- [Exercise details] Going through the entries below, count each line containing the word "generation". Report the number only.

== Available data ==

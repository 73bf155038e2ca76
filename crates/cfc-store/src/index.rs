//! The commit log of a generation.
//!
//! Every committed entry has one record in `index.log`. A key exists in the
//! generation exactly when its record was appended completely, which makes
//! appending the record the commit point.
//!
//! On-disk format, repeated:
//! ```text
//! [4 bytes: record length (little-endian u32)]
//! [4 bytes: CRC32 of record (little-endian u32)]
//! [N bytes: record (bincode-serialized IndexRecord)]
//! ```

use std::fs::{File, OpenOptions};
use std::io::{self, BufReader, BufWriter, Read, Write};
use std::path::{Path, PathBuf};

use cfc_types::StoreKey;
use serde::{Deserialize, Serialize};
use tracing::{debug, warn};

use crate::config::SyncMode;
use crate::error::{StoreError, StoreResult};

pub(crate) const INDEX_FILE: &str = "index.log";

/// Header size: 4 bytes length + 4 bytes CRC.
const HEADER_SIZE: u64 = 8;

/// Location and checksum of one committed entry in `entries.bin`.
#[derive(Clone, Debug, PartialEq, Eq, Serialize, Deserialize)]
pub struct IndexRecord {
    pub key: StoreKey,
    /// Offset of the entry frame in the data file.
    pub offset: u64,
    /// Length of the whole frame.
    pub length: u64,
    /// CRC32 of the stored payload.
    pub crc: u32,
    /// Whether the stored payload is zstd-compressed.
    pub compressed: bool,
}

impl IndexRecord {
    pub fn end(&self) -> u64 {
        self.offset + self.length
    }
}

/// Append-only writer for `index.log`.
pub(crate) struct IndexLog {
    path: PathBuf,
    writer: BufWriter<File>,
    len: u64,
}

impl IndexLog {
    /// Open the log in `dir`, recovering every complete record.
    ///
    /// Recovery reads front to back and stops at the first record that is
    /// incomplete or fails its checksum: such a tail is a commit that never
    /// finished. The tail is cut off so later appends follow the last good
    /// record.
    pub(crate) fn open(dir: &Path) -> StoreResult<(Self, Vec<IndexRecord>)> {
        let path = dir.join(INDEX_FILE);
        let file = OpenOptions::new()
            .create(true)
            .read(true)
            .append(true)
            .open(&path)?;
        let file_len = file.metadata()?.len();
        let (records, valid_len) = recover(&path, file_len)?;

        if valid_len < file_len {
            warn!(
                path = %path.display(),
                valid_len,
                file_len,
                "discarding torn tail of index log"
            );
            file.set_len(valid_len)?;
        }

        debug!(records = records.len(), "index log recovered");
        Ok((
            Self {
                path,
                writer: BufWriter::new(file),
                len: valid_len,
            },
            records,
        ))
    }

    /// Append one record; once this returns the record survives a reopen.
    pub(crate) fn append(&mut self, record: &IndexRecord, sync: SyncMode) -> StoreResult<()> {
        let payload =
            bincode::serialize(record).map_err(|e| StoreError::Serialization(e.to_string()))?;
        let length = u32::try_from(payload.len())
            .map_err(|_| StoreError::Serialization("index record too large".to_string()))?;
        let crc = crc32fast::hash(&payload);

        self.writer.write_all(&length.to_le_bytes())?;
        self.writer.write_all(&crc.to_le_bytes())?;
        self.writer.write_all(&payload)?;
        self.writer.flush()?;
        if sync == SyncMode::EveryWrite {
            self.writer.get_ref().sync_all()?;
        }

        self.len += HEADER_SIZE + payload.len() as u64;
        debug!(
            path = %self.path.display(),
            key = %record.key,
            offset = record.offset,
            log_len = self.len,
            "index record appended"
        );
        Ok(())
    }

    #[cfg(test)]
    pub(crate) fn len(&self) -> u64 {
        self.len
    }

    #[cfg(test)]
    pub(crate) fn path(&self) -> &Path {
        &self.path
    }
}

fn recover(path: &Path, file_len: u64) -> StoreResult<(Vec<IndexRecord>, u64)> {
    let mut reader = BufReader::new(File::open(path)?);
    let mut records = Vec::new();
    let mut offset = 0u64;

    while offset + HEADER_SIZE <= file_len {
        let mut header = [0u8; HEADER_SIZE as usize];
        match reader.read_exact(&mut header) {
            Ok(()) => {}
            Err(e) if e.kind() == io::ErrorKind::UnexpectedEof => break,
            Err(e) => return Err(e.into()),
        }
        let length = u32::from_le_bytes([header[0], header[1], header[2], header[3]]);
        let expected_crc = u32::from_le_bytes([header[4], header[5], header[6], header[7]]);

        if length == 0 || offset + HEADER_SIZE + u64::from(length) > file_len {
            warn!(offset, length, file_len, "incomplete index record; stopping recovery");
            break;
        }

        let mut payload = vec![0u8; length as usize];
        reader.read_exact(&mut payload)?;

        let actual_crc = crc32fast::hash(&payload);
        if actual_crc != expected_crc {
            warn!(
                offset,
                expected = expected_crc,
                actual = actual_crc,
                "index record checksum mismatch; stopping recovery"
            );
            break;
        }

        match bincode::deserialize::<IndexRecord>(&payload) {
            Ok(record) => records.push(record),
            Err(e) => {
                warn!(offset, error = %e, "undecodable index record; stopping recovery");
                break;
            }
        }
        offset += HEADER_SIZE + u64::from(length);
    }

    Ok((records, offset))
}
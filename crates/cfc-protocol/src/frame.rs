//! Length-delimited entry framing: `[type-tag][length][payload]`.
//!
//! The tag selects how the payload is interpreted and the length lets a
//! reader step over frames it has no use for.

use crate::decoder::Decoder;
use crate::encoder::Encoder;
use crate::error::{ProtocolError, ProtocolResult};

/// A decoded frame borrowing its payload from the input.
#[derive(Clone, Copy, Debug, PartialEq, Eq)]
pub struct Frame<'a> {
    pub tag: u8,
    pub payload: &'a [u8],
}

impl<'a> Frame<'a> {
    /// Append a frame to `enc`.
    pub fn encode(enc: &mut Encoder, tag: u8, payload: &[u8]) {
        enc.write_u8(tag);
        enc.write_bytes(payload);
    }

    /// Read the next frame.
    pub fn decode(dec: &mut Decoder<'a>) -> ProtocolResult<Self> {
        let tag = dec.read_u8()?;
        let payload = dec.read_bytes()?;
        Ok(Self { tag, payload })
    }

    /// Decode a buffer that must hold exactly one frame with the given tag.
    pub fn decode_exact(data: &'a [u8], expected_tag: u8) -> ProtocolResult<Self> {
        let mut dec = Decoder::new(data);
        let frame = Self::decode(&mut dec)?;
        if frame.tag != expected_tag {
            return Err(ProtocolError::CorruptEntry {
                offset: 0,
                reason: format!("expected frame tag {expected_tag}, found {}", frame.tag),
            });
        }
        dec.expect_end()?;
        Ok(frame)
    }

    /// Step over the next frame, returning its tag.
    pub fn skip(dec: &mut Decoder<'a>) -> ProtocolResult<u8> {
        let tag = dec.read_u8()?;
        let len = dec.read_len()?;
        dec.read_slice(len)?;
        Ok(tag)
    }

    /// Total encoded size of a frame holding `payload_len` bytes.
    pub fn encoded_len(payload_len: usize) -> usize {
        let mut varint_len = 1;
        let mut rest = payload_len as u64 >> 7;
        while rest > 0 {
            varint_len += 1;
            rest >>= 7;
        }
        1 + varint_len + payload_len
    }
}
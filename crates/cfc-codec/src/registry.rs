//! Registry mapping runtime types to codecs and wire tags to codecs.
//!
//! The registry is assembled once, before the first serialization operation,
//! and is immutable afterwards. Encoding looks a codec up by the
//! [`TypeId`] of the value; decoding looks it up by the [`TypeTag`] read from
//! the stream.

use std::any::{self, Any, TypeId};
use std::collections::HashMap;
use std::fmt;
use std::sync::Arc;

use tracing::debug;

use crate::codec::{Codec, Erased, ErasedCodec, TypeTag};
use crate::error::{CodecError, CodecResult};

#[derive(Clone)]
struct Registration {
    tag: TypeTag,
    codec: Arc<dyn ErasedCodec>,
}

/// An immutable set of codecs.
pub struct CodecRegistry {
    by_type: HashMap<TypeId, Registration>,
    by_tag: HashMap<TypeTag, Arc<dyn ErasedCodec>>,
}

impl CodecRegistry {
    pub fn builder() -> CodecRegistryBuilder {
        CodecRegistryBuilder::default()
    }

    /// Start a new builder holding every codec of this registry.
    pub fn to_builder(&self) -> CodecRegistryBuilder {
        CodecRegistryBuilder {
            by_type: self.by_type.clone(),
            by_tag: self.by_tag.clone(),
        }
    }

    /// Tag assigned to values of type `T`.
    pub fn tag_of<T: Any>(&self) -> Option<TypeTag> {
        self.by_type.get(&TypeId::of::<T>()).map(|r| r.tag)
    }

    pub fn contains<T: Any>(&self) -> bool {
        self.by_type.contains_key(&TypeId::of::<T>())
    }

    pub fn contains_tag(&self, tag: TypeTag) -> bool {
        self.by_tag.contains_key(&tag)
    }

    pub fn len(&self) -> usize {
        self.by_tag.len()
    }

    pub fn is_empty(&self) -> bool {
        self.by_tag.is_empty()
    }

    pub(crate) fn encoder_for(&self, type_id: TypeId) -> Option<(TypeTag, Arc<dyn ErasedCodec>)> {
        self.by_type
            .get(&type_id)
            .map(|r| (r.tag, Arc::clone(&r.codec)))
    }

    pub(crate) fn decoder_for(&self, tag: TypeTag) -> Option<Arc<dyn ErasedCodec>> {
        self.by_tag.get(&tag).cloned()
    }
}

impl fmt::Debug for CodecRegistry {
    fn fmt(&self, f: &mut fmt::Formatter<'_>) -> fmt::Result {
        let mut tags: Vec<_> = self
            .by_tag
            .iter()
            .map(|(tag, codec)| (tag.0, codec.type_name()))
            .collect();
        tags.sort();
        f.debug_struct("CodecRegistry").field("codecs", &tags).finish()
    }
}

/// Collects codec registrations and freezes them into a [`CodecRegistry`].
#[derive(Default)]
pub struct CodecRegistryBuilder {
    by_type: HashMap<TypeId, Registration>,
    by_tag: HashMap<TypeTag, Arc<dyn ErasedCodec>>,
}

impl CodecRegistryBuilder {
    /// Register `codec` for its value type under `tag`.
    ///
    /// Each tag and each value type may be registered once.
    pub fn register<C: Codec>(&mut self, tag: TypeTag, codec: C) -> CodecResult<&mut Self> {
        let type_name = any::type_name::<C::Value>();
        if tag == TypeTag::NULL
            || self.by_tag.contains_key(&tag)
            || self.by_type.contains_key(&TypeId::of::<C::Value>())
        {
            return Err(CodecError::DuplicateRegistration { tag, type_name });
        }
        let codec: Arc<dyn ErasedCodec> = Arc::new(Erased(codec));
        self.by_type.insert(
            TypeId::of::<C::Value>(),
            Registration {
                tag,
                codec: Arc::clone(&codec),
            },
        );
        self.by_tag.insert(tag, codec);
        Ok(self)
    }

    pub fn build(self) -> Arc<CodecRegistry> {
        debug!(codecs = self.by_tag.len(), "codec registry built");
        Arc::new(CodecRegistry {
            by_type: self.by_type,
            by_tag: self.by_tag,
        })
    }
}
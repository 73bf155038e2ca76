//! Generic codecs for container types.
//!
//! Each composite writes its structure and hands every component back to the
//! registry, so registering a leaf type makes it usable inside any container.

use std::any::Any;
use std::fmt;
use std::marker::PhantomData;
use std::sync::Arc;

use crate::codec::Codec;
use crate::context::{ReadContext, WriteContext};
use crate::error::CodecResult;

macro_rules! marker_codec {
    ($(#[$doc:meta])* $name:ident<$($param:ident),+>) => {
        $(#[$doc])*
        pub struct $name<$($param),+>(PhantomData<fn() -> ($($param,)+)>);

        impl<$($param),+> $name<$($param),+> {
            pub fn new() -> Self {
                Self(PhantomData)
            }
        }

        impl<$($param),+> Default for $name<$($param),+> {
            fn default() -> Self {
                Self::new()
            }
        }

        impl<$($param),+> fmt::Debug for $name<$($param),+> {
            fn fmt(&self, f: &mut fmt::Formatter<'_>) -> fmt::Result {
                f.write_str(stringify!($name))
            }
        }
    };
}

marker_codec!(
    /// `Option<T>`: the null tag or a tagged `T`.
    OptionCodec<T>
);

marker_codec!(
    /// `Vec<T>`: a count followed by each tagged element.
    ListCodec<T>
);

marker_codec!(
    /// `(A, B)`: both components, tagged, in order.
    PairCodec<A, B>
);

marker_codec!(
    /// `Arc<T>` with identity preserved through the session identity tables.
    SharedCodec<T>
);

impl<T: Any + Send> Codec for OptionCodec<T> {
    type Value = Option<T>;

    fn encode(&self, ctx: &mut WriteContext, value: &Option<T>) -> CodecResult<()> {
        ctx.write_option(value)
    }

    fn decode(&self, ctx: &mut ReadContext<'_>) -> CodecResult<Option<T>> {
        ctx.read_option()
    }
}

impl<T: Any + Send> Codec for ListCodec<T> {
    type Value = Vec<T>;

    fn encode(&self, ctx: &mut WriteContext, value: &Vec<T>) -> CodecResult<()> {
        ctx.write_list(value)
    }

    fn decode(&self, ctx: &mut ReadContext<'_>) -> CodecResult<Vec<T>> {
        ctx.read_list()
    }
}

impl<A: Any + Send, B: Any + Send> Codec for PairCodec<A, B> {
    type Value = (A, B);

    fn encode(&self, ctx: &mut WriteContext, value: &(A, B)) -> CodecResult<()> {
        ctx.write_pair(&value.0, &value.1)
    }

    fn decode(&self, ctx: &mut ReadContext<'_>) -> CodecResult<(A, B)> {
        ctx.read_pair()
    }
}

impl<T: Any + Send + Sync> Codec for SharedCodec<T> {
    type Value = Arc<T>;

    fn encode(&self, ctx: &mut WriteContext, value: &Arc<T>) -> CodecResult<()> {
        ctx.write_shared(value)
    }

    fn decode(&self, ctx: &mut ReadContext<'_>) -> CodecResult<Arc<T>> {
        ctx.read_shared()
    }
}
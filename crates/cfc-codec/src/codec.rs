use std::any::{self, Any};
use std::fmt;

use crate::context::{ReadContext, WriteContext};
use crate::error::{CodecError, CodecResult};

/// Wire tag selecting the codec for a value.
#[derive(Clone, Copy, Debug, PartialEq, Eq, Hash, PartialOrd, Ord)]
pub struct TypeTag(pub u16);

impl TypeTag {
    /// Written in place of an absent value.
    pub const NULL: TypeTag = TypeTag(0);

    pub fn value(&self) -> u16 {
        self.0
    }
}

impl fmt::Display for TypeTag {
    fn fmt(&self, f: &mut fmt::Formatter<'_>) -> fmt::Result {
        write!(f, "#{}", self.0)
    }
}

/// Bidirectional handler for one value type.
///
/// `decode` must consume exactly what `encode` wrote. Fields that are not
/// needed to reconstruct the value may be dropped by `encode` and rebuilt with
/// defaults by `decode`.
pub trait Codec: Send + Sync + 'static {
    type Value: Any + Send;

    fn encode(&self, ctx: &mut WriteContext, value: &Self::Value) -> CodecResult<()>;

    fn decode(&self, ctx: &mut ReadContext<'_>) -> CodecResult<Self::Value>;
}

/// Object-safe view of a [`Codec`], used by the registry for dispatch on
/// runtime types.
pub(crate) trait ErasedCodec: Send + Sync {
    fn type_name(&self) -> &'static str;

    fn encode_erased(&self, ctx: &mut WriteContext, value: &dyn Any) -> CodecResult<()>;

    fn decode_erased(&self, ctx: &mut ReadContext<'_>) -> CodecResult<Box<dyn Any + Send>>;
}

pub(crate) struct Erased<C>(pub C);

impl<C: Codec> ErasedCodec for Erased<C> {
    fn type_name(&self) -> &'static str {
        any::type_name::<C::Value>()
    }

    fn encode_erased(&self, ctx: &mut WriteContext, value: &dyn Any) -> CodecResult<()> {
        let value = value
            .downcast_ref::<C::Value>()
            .ok_or_else(|| CodecError::UnsupportedType {
                type_name: format!("value passed to the codec for {}", self.type_name()),
            })?;
        self.0.encode(ctx, value)
    }

    fn decode_erased(&self, ctx: &mut ReadContext<'_>) -> CodecResult<Box<dyn Any + Send>> {
        Ok(Box::new(self.0.decode(ctx)?))
    }
}
//! Collection of cache problems that were not allowed to fail the build.

use std::sync::{Arc, Mutex};

use tracing::warn;

use crate::error::{CacheError, CacheResult};

/// Build-scoped collector of suppressed cache failures.
///
/// When suppression is on, a failure routed through [`collect`](Self::collect)
/// is recorded and swallowed; when it is off the failure is passed on.
#[derive(Debug)]
pub struct ExceptionCollector {
    suppressed: bool,
    problems: Mutex<Vec<Arc<CacheError>>>,
}

impl ExceptionCollector {
    pub fn new(suppressed: bool) -> Self {
        Self {
            suppressed,
            problems: Mutex::new(Vec::new()),
        }
    }

    pub fn is_suppressed(&self) -> bool {
        self.suppressed
    }

    pub fn add(&self, problem: CacheError) {
        self.problems
            .lock()
            .expect("lock poisoned")
            .push(Arc::new(problem));
    }

    /// Snapshot of the problems recorded so far.
    pub fn problems(&self) -> Vec<Arc<CacheError>> {
        self.problems.lock().expect("lock poisoned").clone()
    }

    /// Pass `result` through, or record its error and yield `None` when
    /// suppression is on.
    pub fn collect<T>(&self, result: CacheResult<T>) -> CacheResult<Option<T>> {
        match result {
            Ok(value) => Ok(Some(value)),
            Err(e) if self.suppressed => {
                warn!(error = %e, "configuration cache problem suppressed");
                self.add(e);
                Ok(None)
            }
            Err(e) => Err(e),
        }
    }

    /// Forget every recorded problem.
    pub fn stop(&self) {
        self.problems.lock().expect("lock poisoned").clear();
    }
}

impl Default for ExceptionCollector {
    fn default() -> Self {
        Self::new(true)
    }
}
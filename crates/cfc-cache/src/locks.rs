use std::collections::HashMap;
use std::fmt;
use std::sync::{Arc, Mutex, PoisonError};

use cfc_types::StoreKey;

/// Per-key mutual exclusion for load-or-compute calls over one store.
///
/// Every project state store over the same store must share one `KeyLocks`
/// so that racing calls for a key are serialized regardless of which store
/// they go through. A key's lock exists only while some call holds or waits
/// for it.
#[derive(Default)]
pub struct KeyLocks {
    locks: Mutex<HashMap<StoreKey, Arc<Mutex<()>>>>,
}

impl KeyLocks {
    pub fn new() -> Self {
        Self::default()
    }

    /// Run `operation` while holding the lock for `key`.
    ///
    /// A panic in an earlier holder does not make the key unusable: the lock
    /// guards no data.
    pub fn with_lock<R>(&self, key: &StoreKey, operation: impl FnOnce() -> R) -> R {
        let held = Held {
            owner: self,
            key,
            lock: self.acquire(key),
        };
        let _guard = held.lock.lock().unwrap_or_else(PoisonError::into_inner);
        operation()
    }

    /// Number of keys currently locked or waited on.
    pub fn len(&self) -> usize {
        self.table().len()
    }

    pub fn is_empty(&self) -> bool {
        self.len() == 0
    }

    fn acquire(&self, key: &StoreKey) -> Arc<Mutex<()>> {
        Arc::clone(self.table().entry(key.clone()).or_default())
    }

    fn release(&self, key: &StoreKey, lock: &Arc<Mutex<()>>) {
        let mut locks = self.table();
        // One reference in the table and one held by the caller: nobody waits.
        if Arc::strong_count(lock) == 2 {
            locks.remove(key);
        }
    }

    fn table(&self) -> std::sync::MutexGuard<'_, HashMap<StoreKey, Arc<Mutex<()>>>> {
        self.locks.lock().unwrap_or_else(PoisonError::into_inner)
    }
}

impl fmt::Debug for KeyLocks {
    fn fmt(&self, f: &mut fmt::Formatter<'_>) -> fmt::Result {
        f.debug_struct("KeyLocks").field("locked", &self.len()).finish()
    }
}

/// Drops the table entry for a key once its last user is done, including
/// when the operation panics.
struct Held<'a> {
    owner: &'a KeyLocks,
    key: &'a StoreKey,
    lock: Arc<Mutex<()>>,
}

impl Drop for Held<'_> {
    fn drop(&mut self) {
        self.owner.release(self.key, &self.lock);
    }
}

#[cfg(test)]
mod tests {
    use super::*;
    use cfc_types::{ProjectPath, StateType};
    use std::panic::{self, AssertUnwindSafe};
    use std::sync::atomic::{AtomicUsize, Ordering};
    use std::thread;
    use std::time::Duration;

    fn key(path: &str) -> StoreKey {
        StoreKey::new(StateType::Model, ProjectPath::parse(path).unwrap())
    }

    #[test]
    fn entry_removed_after_use() {
        let locks = KeyLocks::new();
        let inside = locks.with_lock(&key(":app"), || locks.len());
        assert_eq!(inside, 1);
        assert!(locks.is_empty());
    }

    #[test]
    fn same_key_is_exclusive() {
        let locks = Arc::new(KeyLocks::new());
        let active = Arc::new(AtomicUsize::new(0));
        let overlaps = Arc::new(AtomicUsize::new(0));
        let handles: Vec<_> = (0..6)
            .map(|_| {
                let locks = Arc::clone(&locks);
                let active = Arc::clone(&active);
                let overlaps = Arc::clone(&overlaps);
                thread::spawn(move || {
                    locks.with_lock(&key(":app"), || {
                        if active.fetch_add(1, Ordering::SeqCst) > 0 {
                            overlaps.fetch_add(1, Ordering::SeqCst);
                        }
                        thread::sleep(Duration::from_millis(5));
                        active.fetch_sub(1, Ordering::SeqCst);
                    })
                })
            })
            .collect();
        for h in handles {
            h.join().expect("thread should not panic");
        }
        assert_eq!(overlaps.load(Ordering::SeqCst), 0);
        assert!(locks.is_empty());
    }

    #[test]
    fn panicking_holder_leaves_key_usable() {
        let locks = KeyLocks::new();
        let result = panic::catch_unwind(AssertUnwindSafe(|| {
            locks.with_lock(&key(":app"), || panic!("supplier failed"))
        }));
        assert!(result.is_err());
        assert!(locks.is_empty());
        assert_eq!(locks.with_lock(&key(":app"), || 7), 7);
    }
}
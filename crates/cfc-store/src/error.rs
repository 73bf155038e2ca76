use cfc_types::StoreKey;

/// Errors from state store operations.
#[derive(Debug, thiserror::Error)]
pub enum StoreError {
    /// The key is already committed in this generation, or another write for
    /// it is in flight.
    #[error("entry {0} has already been written")]
    DuplicateKey(StoreKey),

    /// The stored bytes for a key cannot be trusted.
    #[error("corrupt entry {key}: {reason}")]
    CorruptEntry { key: StoreKey, reason: String },

    /// The write was started in a generation that has since been discarded.
    #[error("write for {0} belongs to a discarded generation")]
    StaleWrite(StoreKey),

    /// The generation directory could not be re-created after a discard.
    #[error("store is unavailable: {0}")]
    Unavailable(String),

    /// Serialization or deserialization of store metadata failed.
    #[error("serialization error: {0}")]
    Serialization(String),

    /// I/O error from the underlying storage.
    #[error("I/O error: {0}")]
    Io(#[from] std::io::Error),
}

impl StoreError {
    pub(crate) fn corrupt(key: &StoreKey, reason: impl Into<String>) -> Self {
        Self::CorruptEntry {
            key: key.clone(),
            reason: reason.into(),
        }
    }
}

/// Result alias for store operations.
pub type StoreResult<T> = Result<T, StoreError>;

===

- [Result of this exercise] 6